(Source information Opens)

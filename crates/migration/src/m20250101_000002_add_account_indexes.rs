use sea_orm_migration::prelude::*;

use crate::m20250101_000001_create_account::Account;

const ACCOUNT_EMAIL_UNIQUE: &str = "uniq_account_email";
const ACCOUNT_USERNAME_UNIQUE: &str = "uniq_account_username";

#[derive(DeriveMigrationName)]
pub struct Migration;

#[async_trait::async_trait]
impl MigrationTrait for Migration {
    async fn up(&self, manager: &SchemaManager) -> Result<(), DbErr> {
        manager
            .create_index(
                Index::create()
                    .if_not_exists()
                    .name(ACCOUNT_EMAIL_UNIQUE)
                    .table(Account::Table)
                    .col(Account::Email)
                    .unique()
                    .to_owned(),
            )
            .await?;

        manager
            .create_index(
                Index::create()
                    .if_not_exists()
                    .name(ACCOUNT_USERNAME_UNIQUE)
                    .table(Account::Table)
                    .col(Account::Username)
                    .unique()
                    .to_owned(),
            )
            .await
    }

    async fn down(&self, manager: &SchemaManager) -> Result<(), DbErr> {
        manager
            .drop_index(Index::drop().name(ACCOUNT_USERNAME_UNIQUE).table(Account::Table).to_owned())
            .await?;
        manager
            .drop_index(Index::drop().name(ACCOUNT_EMAIL_UNIQUE).table(Account::Table).to_owned())
            .await
    }
}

(Source information Closes)

What is expected: Copy the lines of the listing exactly. Skip none.

Expected answer:
filename crates/migration/src/m20250101_000002_add_account_indexes.rs
use sea_orm_migration::prelude::*;

use crate::m20250101_000001_create_account::Account;

const ACCOUNT_EMAIL_UNIQUE: &str = "uniq_account_email";
const ACCOUNT_USERNAME_UNIQUE: &str = "uniq_account_username";

#[derive(DeriveMigrationName)]
pub struct Migration;

#[async_trait::async_trait]
impl MigrationTrait for Migration {
    async fn up(&self, manager: &SchemaManager) -> Result<(), DbErr> {
        manager
            .create_index(
                Index::create()
                    .if_not_exists()
                    .name(ACCOUNT_EMAIL_UNIQUE)
                    .table(Account::Table)
                    .col(Account::Email)
                    .unique()
                    .to_owned(),
            )
            .await?;

        manager
            .create_index(
                Index::create()
                    .if_not_exists()
                    .name(ACCOUNT_USERNAME_UNIQUE)
                    .table(Account::Table)
                    .col(Account::Username)
                    .unique()
                    .to_owned(),
            )
            .await
    }

    async fn down(&self, manager: &SchemaManager) -> Result<(), DbErr> {
        manager
            .drop_index(Index::drop().name(ACCOUNT_USERNAME_UNIQUE).table(Account::Table).to_owned())
            .await?;
        manager
            .drop_index(Index::drop().name(ACCOUNT_EMAIL_UNIQUE).table(Account::Table).to_owned())
            .await
    }
}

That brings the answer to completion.